Macau Ends COVID-19 Mask Policy, But Residents and Guests Continue Wear

Macau health authorities over the weekend largely ended the enclave’s COVID-19 mask policy, as epidemic conditions remain stable in the casino hub.

Macau casinos face masks China COVID-19
Pedestrians in Macau wear face masks in a 2020 file photo. Macau has ended its mask guidance for most places other than health care facilities and public transportation. (Image: AFP)

Macau’s local government had encouraged all city residents and visitors to cover their faces with protective masks since the onset of the coronavirus. Masks, however, were only mandatory during a one-month span during the region’s most severe COVID-19 outbreak experienced last July into early August.

Macau’s Novel Coronavirus Response and Coordination Center said over the weekend that, effective today, masks are no longer needed outdoors and in most indoor places.

The epidemic situation in Macau has continuously remained stable over the last two months,” the health emergency agency said in a release. “Under general situations, one is not required to wear a mask when staying in outdoor places.”

Indoor places, the coronavirus coordination center said, should use their own discrepancies in determining whether masks are warranted. The center said that health care centers and public transportation other than taxis and rideshares will continue to require masking.

Casino Employees Still Masking

Personnel from Asian gaming media outlet GGRAsia visited a few Macau casinos today to determine how the public and gaming industry workforce are responding to the new masking guidance. The news company learned that the vast majority of workers and guests are continuing to wear masks despite the local government’s easing of its mask protocols.

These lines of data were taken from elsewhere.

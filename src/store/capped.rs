//! Capped-collection eviction.
//!
//! When an insert pushes a capped collection over its byte or document
//! bound, the inserting writer evicts the oldest records inline. Only one
//! writer evicts at a time; the others either skip (someone close behind
//! is already cleaning up) or wait briefly on a timed lock, so a hot
//! capped collection doesn't serialize every insert behind the evictor.
//!
//! Eviction runs under a side transaction so that a conflict or abort in
//! the eviction path cannot roll back the caller's own insert.

use std::sync::atomic::Ordering;
use std::time::{Duration, Instant};

use tracing::warn;

use super::{RecordId, StoreInner};
use crate::error::{Error, Result};
use crate::txn::Transaction;

/// Most records one eviction pass will remove.
const EVICTION_BATCH: i64 = 20_000;

/// How long a contended writer waits for the eviction lock.
const EVICTION_WAIT: Duration = Duration::from_millis(200);

/// Upper bound on the byte slack granted above the cap.
const MAX_SLACK: i64 = 16 * 1024 * 1024;

/// Contention-relief margin above the byte cap: writers within this much
/// of the cap may skip eviction when another writer holds the lock.
pub(crate) fn slack_for(capped_max_bytes: i64) -> i64 {
    (capped_max_bytes / 10).min(MAX_SLACK)
}

fn capped_and_need_delete(inner: &StoreInner) -> bool {
    if !inner.options.capped {
        return false;
    }
    if inner.tracker.data_size() >= inner.options.capped_max_bytes {
        return true;
    }
    inner.options.capped_max_docs != -1
        && inner.tracker.num_records() > inner.options.capped_max_docs
}

/// Evicts the oldest records if the collection is over a bound, without
/// ever touching `just_inserted` or anything after it. Returns how many
/// records were removed; zero also covers "another writer is handling
/// it" and soft failures.
pub(crate) fn delete_as_needed(inner: &StoreInner, just_inserted: RecordId) -> Result<i64> {
    debug_assert!(inner.stones.is_none());

    if !capped_and_need_delete(inner) {
        return Ok(0);
    }

    let _guard = if inner.options.capped_max_docs != -1 {
        // The document bound must be exact, so always take the lock.
        inner.capped_guard.lock()
    } else {
        match inner.capped_guard.try_lock() {
            Some(guard) => guard,
            None => {
                // Someone else is evicting. Skip unless we're far behind.
                let overshoot = inner.tracker.data_size() - inner.options.capped_max_bytes;
                if overshoot < inner.capped_slack {
                    return Ok(0);
                }

                // Wait only briefly: we're inside the caller's transaction
                // and must not stall it indefinitely.
                let start = Instant::now();
                let guard = inner.capped_guard.try_lock_for(EVICTION_WAIT);
                inner.capped_sleep.fetch_add(1, Ordering::SeqCst);
                inner
                    .capped_sleep_ms
                    .fetch_add(start.elapsed().as_millis() as i64, Ordering::SeqCst);
                let Some(guard) = guard else {
                    return Ok(0);
                };

                // We already waited once; leave the rest to the previous
                // holder unless the overshoot is still large.
                let overshoot = inner.tracker.data_size() - inner.options.capped_max_bytes;
                if overshoot < 2 * inner.capped_slack {
                    return Ok(0);
                }
                guard
            }
        }
    };

    let mut side = Transaction::new(inner.engine.begin());
    match evict(inner, &mut side, just_inserted) {
        Ok(0) => {
            side.abort();
            Ok(0)
        }
        Ok(removed) => match side.commit() {
            Ok(()) => Ok(removed),
            Err(Error::Conflict) => {
                warn!(uri = %inner.uri, "conflict truncating capped collection, ignoring");
                Ok(0)
            }
            Err(err) => Err(err),
        },
        Err(Error::Conflict) => {
            side.abort();
            warn!(uri = %inner.uri, "conflict truncating capped collection, ignoring");
            Ok(0)
        }
        Err(err) => {
            side.abort();
            Err(err)
        }
    }
}

fn evict(inner: &StoreInner, side: &mut Transaction, just_inserted: RecordId) -> Result<i64> {
    let options = &inner.options;
    let data_size = inner.tracker.data_size();
    let num_records = inner.tracker.num_records();

    let size_over_cap = (data_size - options.capped_max_bytes).max(0);
    let docs_over_cap = if options.capped_max_docs != -1 && num_records > options.capped_max_docs {
        num_records - options.capped_max_docs
    } else {
        0
    };

    let mut cursor = side.engine().cursor(&inner.uri)?;
    let mut docs_removed = 0i64;
    let mut size_saved = 0i64;
    let mut first: Option<i64> = None;
    let mut last: Option<i64> = None;

    while (size_saved < size_over_cap || docs_removed < docs_over_cap)
        && docs_removed < EVICTION_BATCH
    {
        if !cursor.next()? {
            break;
        }
        let key = cursor.key()?;
        let id = RecordId::new(key);
        // Never evict the record whose insert triggered us, or anything
        // after it.
        if id >= just_inserted {
            break;
        }
        if inner.shutting_down.load(Ordering::Relaxed) {
            break;
        }

        let data = cursor.value()?;
        docs_removed += 1;
        size_saved += data.len() as i64;
        first.get_or_insert(key);
        last = Some(key);

        if let Some(callback) = &inner.capped_callback {
            callback.about_to_delete(id, &data)?;
        }
    }
    if docs_removed == 0 {
        return Ok(0);
    }
    drop(cursor);

    match side.engine().truncate_range(&inner.uri, first, last) {
        Err(Error::InvalidData(reason)) => {
            // The range vanished under us; a later insert retries.
            warn!(
                uri = %inner.uri,
                reason,
                "soft failure truncating capped collection, will retry later"
            );
            return Ok(0);
        }
        result => result?,
    }

    inner.change_num_records(Some(side), -docs_removed);
    inner.increase_data_size(Some(side), -size_saved);
    Ok(docs_removed)
}
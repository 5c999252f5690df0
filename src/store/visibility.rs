//! Uncommitted-id registry for capped and oplog collections.
//!
//! Every in-flight insert into a capped collection parks its id here until
//! the owning transaction resolves. Cursors use the front of the registry
//! as the visibility floor: a record is hidden if any uncommitted id at or
//! below it exists, which preserves no-holes scanning: readers never see
//! record N+1 before record N's insert has committed.

use std::sync::atomic::{AtomicI64, Ordering};

use parking_lot::Mutex;

use super::RecordId;

#[derive(Debug, Default)]
struct State {
    /// In-flight ids in increasing order. Inserts append at the back;
    /// removals usually hit the front (commit order roughly follows
    /// insert order) but may land anywhere.
    ids: Vec<RecordId>,
    /// The highest id ever handed out or extracted for this collection.
    highest_seen: RecordId,
}

#[derive(Debug)]
pub struct UncommittedIds {
    state: Mutex<State>,
}

impl UncommittedIds {
    pub(crate) fn new(highest_seen: RecordId) -> Self {
        Self {
            state: Mutex::new(State {
                ids: Vec::new(),
                highest_seen,
            }),
        }
    }

    /// Allocates the next id from `counter` and registers it, in one
    /// critical section so registry order matches id order.
    pub(crate) fn add_next(&self, counter: &AtomicI64) -> RecordId {
        let mut state = self.state.lock();
        let id = RecordId::new(counter.fetch_add(1, Ordering::SeqCst));
        debug_assert!(id.is_normal());
        debug_assert!(state.ids.last().map_or(true, |last| *last < id));
        state.ids.push(id);
        state.highest_seen = id;
        id
    }

    /// Registers an id extracted from an oplog record. Extracted ids are
    /// strictly increasing per collection, so appending keeps order.
    pub(crate) fn add_extracted(&self, id: RecordId) {
        let mut state = self.state.lock();
        debug_assert!(state.ids.last().map_or(true, |last| *last < id));
        state.ids.push(id);
        if id > state.highest_seen {
            state.highest_seen = id;
        }
    }

    /// Removes an id once its transaction commits or rolls back.
    pub(crate) fn remove(&self, id: RecordId) {
        let mut state = self.state.lock();
        if let Some(index) = state.ids.iter().position(|&candidate| candidate == id) {
            state.ids.remove(index);
        } else {
            debug_assert!(false, "removed id {id} was not registered");
        }
    }

    /// Whether `id` is hidden from cursors: some uncommitted id at or
    /// below it exists.
    pub(crate) fn is_hidden(&self, id: RecordId) -> bool {
        let state = self.state.lock();
        match state.ids.first() {
            Some(&front) => front <= id,
            None => false,
        }
    }

    /// The lowest hidden id, if any insert is in flight.
    pub(crate) fn lowest_hidden(&self) -> Option<RecordId> {
        self.state.lock().ids.first().copied()
    }

    /// The boundary up to which an oplog reader may see records: the
    /// earliest in-flight id, or the highest seen when nothing is in
    /// flight.
    pub(crate) fn read_boundary(&self) -> RecordId {
        let state = self.state.lock();
        state.ids.first().copied().unwrap_or(state.highest_seen)
    }

    pub(crate) fn highest_seen(&self) -> RecordId {
        self.state.lock().highest_seen
    }
}

#[cfg(test)]
mod tests {
    use super::*;

    #[test]
    fn test_add_and_remove_in_order() {
        let counter = AtomicI64::new(1);
        let ids = UncommittedIds::new(RecordId::NULL);

        let a = ids.add_next(&counter);
        let b = ids.add_next(&counter);
        let c = ids.add_next(&counter);
        assert!(a < b && b < c);
        assert_eq!(ids.lowest_hidden(), Some(a));

        ids.remove(a);
        assert_eq!(ids.lowest_hidden(), Some(b));
        ids.remove(b);
        ids.remove(c);
        assert_eq!(ids.lowest_hidden(), None);
    }

    #[test]
    fn test_out_of_order_removal() {
        let counter = AtomicI64::new(1);
        let ids = UncommittedIds::new(RecordId::NULL);

        let a = ids.add_next(&counter);
        let b = ids.add_next(&counter);

        // A later insert may commit first; the floor stays at the earliest
        // still-uncommitted id.
        ids.remove(b);
        assert_eq!(ids.lowest_hidden(), Some(a));
        assert!(ids.is_hidden(a));
        assert!(ids.is_hidden(b));
        ids.remove(a);
        assert!(!ids.is_hidden(a));
    }

    #[test]
    fn test_hidden_floor_covers_later_ids() {
        let counter = AtomicI64::new(5);
        let ids = UncommittedIds::new(RecordId::new(4));

        let five = ids.add_next(&counter);
        assert!(!ids.is_hidden(RecordId::new(4)));
        assert!(ids.is_hidden(five));
        assert!(ids.is_hidden(RecordId::new(100)));
    }

    #[test]
    fn test_read_boundary() {
        let ids = UncommittedIds::new(RecordId::new(7));
        assert_eq!(ids.read_boundary(), RecordId::new(7));

        ids.add_extracted(RecordId::new(9));
        assert_eq!(ids.read_boundary(), RecordId::new(9));
        assert_eq!(ids.highest_seen(), RecordId::new(9));

        ids.remove(RecordId::new(9));
        assert_eq!(ids.read_boundary(), RecordId::new(9));
    }
}
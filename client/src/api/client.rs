use std::sync::Arc;

use reqwest::header::{HeaderMap, HeaderValue, AUTHORIZATION, CONTENT_TYPE};
use reqwest::{Client, Method, StatusCode};
use serde::de::DeserializeOwned;
use serde::Serialize;
use serde_json::Value;

use crate::config::ClientConfig;
use crate::error::ApiError;
use crate::session::SessionStore;

/// Per-request knobs for [`ApiClient::request`]. Defaults match a plain
/// unauthenticated GET: method GET, no extra headers, no body.
#[derive(Debug, Default)]
pub struct RequestOptions {
    pub method: Option<Method>,
    /// Overlaid last, so a caller-supplied header wins over the defaults
    /// (including `Authorization`).
    pub headers: HeaderMap,
    pub body: Option<Value>,
}

impl RequestOptions {
    pub fn method(method: Method) -> Self {
        Self {
            method: Some(method),
            ..Self::default()
        }
    }

    pub fn body(mut self, body: Value) -> Self {
        self.body = Some(body);
        self
    }

    pub fn header(mut self, name: reqwest::header::HeaderName, value: HeaderValue) -> Self {
        self.headers.insert(name, value);
        self
    }
}

/// HTTP gateway to the meal-tracking service.
///
/// Owns a `reqwest::Client` and a shared [`SessionStore`]; every endpoint
/// method in the `api` module is an `impl` extension on this type. The
/// gateway injects the bearer token, parses every response as JSON, and on
/// 401/403 tears the session down before surfacing
/// [`ApiError::SessionExpired`].
pub struct ApiClient {
    client: Client,
    config: ClientConfig,
    session: Arc<SessionStore>,
}

impl ApiClient {
    pub fn new(session: Arc<SessionStore>) -> Self {
        Self::with_config(ClientConfig::default(), session)
    }

    pub fn with_config(config: ClientConfig, session: Arc<SessionStore>) -> Self {
        Self {
            client: Client::new(),
            config,
            session,
        }
    }

    pub fn new_with_base_url(base_url: impl Into<String>, session: Arc<SessionStore>) -> Self {
        Self::with_config(ClientConfig::new(base_url), session)
    }

    pub fn session(&self) -> &SessionStore {
        &self.session
    }

    pub fn config(&self) -> &ClientConfig {
        &self.config
    }

    /// Issues one request and returns the parsed JSON body.
    ///
    /// Failures are logged here, once, and returned unchanged; there is no
    /// retry. See [`ApiError`] for the mapping from status codes.
    pub async fn request(&self, endpoint: &str, options: RequestOptions) -> Result<Value, ApiError> {
        match self.dispatch(endpoint, options).await {
            Ok(value) => Ok(value),
            Err(error) => {
                log::error!("API request to {} failed: {}", endpoint, error);
                Err(error)
            }
        }
    }

    async fn dispatch(&self, endpoint: &str, options: RequestOptions) -> Result<Value, ApiError> {
        let method = options.method.unwrap_or(Method::GET);

        let mut headers = HeaderMap::new();
        headers.insert(CONTENT_TYPE, HeaderValue::from_static("application/json"));
        if let Some(token) = self.session.token() {
            let bearer = format!("Bearer {}", token)
                .parse()
                .map_err(|_| ApiError::request_failed("Invalid token format"))?;
            headers.insert(AUTHORIZATION, bearer);
        }
        // Caller-supplied headers overlay the defaults.
        headers.extend(options.headers);

        let url = format!("{}{}", self.config.base_url, endpoint);
        let mut request = self.client.request(method, &url).headers(headers);
        if let Some(body) = &options.body {
            request = request.json(body);
        }

        let response = request.send().await?;
        let status = response.status();
        // The body is JSON no matter the status; error responses carry an
        // optional `error` string.
        let payload: Value = response.json().await?;

        if status.is_success() {
            return Ok(payload);
        }

        if status == StatusCode::UNAUTHORIZED || status == StatusCode::FORBIDDEN {
            // Token expired or invalid: unconditional teardown, the error
            // body is discarded.
            self.session.logout();
            return Err(ApiError::SessionExpired);
        }

        let message = payload
            .get("error")
            .and_then(Value::as_str)
            .unwrap_or("Request failed");
        Err(ApiError::request_failed(message))
    }

    pub(crate) async fn get_json<T: DeserializeOwned>(&self, endpoint: &str) -> Result<T, ApiError> {
        let value = self.request(endpoint, RequestOptions::default()).await?;
        Self::decode(endpoint, value)
    }

    pub(crate) async fn post_json<T, B>(&self, endpoint: &str, body: &B) -> Result<T, ApiError>
    where
        T: DeserializeOwned,
        B: Serialize + ?Sized,
    {
        let options = RequestOptions::method(Method::POST).body(serde_json::to_value(body)?);
        let value = self.request(endpoint, options).await?;
        Self::decode(endpoint, value)
    }

    fn decode<T: DeserializeOwned>(endpoint: &str, value: Value) -> Result<T, ApiError> {
        serde_json::from_value(value).map_err(|error| {
            log::error!("Failed to parse response from {}: {}", endpoint, error);
            ApiError::Payload(error)
        })
    }
}

impl std::fmt::Debug for ApiClient {
    fn fmt(&self, f: &mut std::fmt::Formatter<'_>) -> std::fmt::Result {
        f.debug_struct("ApiClient")
            .field("base_url", &self.config.base_url)
            .finish()
    }
}
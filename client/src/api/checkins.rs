use serde_json::{json, Value};

use super::client::ApiClient;
use super::types::{CheckIn, CheckInResponse, CreateCheckIn, TodayStatus};
use crate::error::ApiError;

impl ApiClient {
    /// Records a meal check-in for the current user.
    pub async fn create_check_in(&self, request: &CreateCheckIn) -> Result<CheckInResponse, ApiError> {
        self.post_json("/checkins", request).await
    }

    /// Full check-in history for the current user, newest first per the
    /// server contract.
    pub async fn get_my_check_ins(&self) -> Result<Vec<CheckIn>, ApiError> {
        self.get_json("/checkins/my").await
    }

    /// Which meals are already checked in today.
    pub async fn get_today_check_ins(&self) -> Result<TodayStatus, ApiError> {
        self.get_json("/checkins/today").await
    }

    pub async fn submit_feedback(
        &self,
        check_in_id: &str,
        rating: u8,
        feedback: &str,
    ) -> Result<Value, ApiError> {
        self.post_json(
            &format!("/checkins/{}/feedback", check_in_id),
            &json!({ "rating": rating, "feedback": feedback }),
        )
        .await
    }
}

Macau is busier than it’s been in years after China President Xi Jinping in late November ended his “zero-COVID” policy that had kept normal life on hold throughout the mainland, Taiwan, and its two Special Administrative Regions — Macau and Hong Kong. But the overwhelming majority of visitors continued to don masks today inside and outside.

Macau’s coronavirus response agency said people should continue to carry masks with them to adhere to specific masking requirements throughout the enclave. The center is also stressing that mandatory mask-wearing could be reimplemented should the COVID-19 situation worsen.

To prevent a coronavirus reversion, the center is encouraging residents to receive COVID-19 vaccines and boosters, maintain good personal hygiene and wear masks as required, wash hands frequently, ensure “adequate sleep, a balanced diet, and regular exercise,” and cover one’s mouth when sneezing or coughing.

“Immunocompromised individuals, such as the elderly and people with chronic underlying diseases, should avoid staying in crowded places and wear a mask whenever necessary,” the center concluded.

Casinos Not Ordering Masks

Macau’s Novel Coronavirus Response and Coordination Center said that indoor masking rules are now largely left to each business to decide. For casinos, the gaming operators are passing on the decision to their workers and guests.

All casinos allow their table game staff members to freely choose whether or not to put on a mask,” said Cloee Chao Sao Fong, who heads the local casino union in town. “Patrons know they are not obliged to put on masks, but they still do.”

On Wednesday, gaming revenue numbers for February will be revealed. The six casino operators are hoping to carry on their January momentum when the resorts won about $1.43 billion. January 2023 was Macau’s best month in terms of gaming income since January 2020.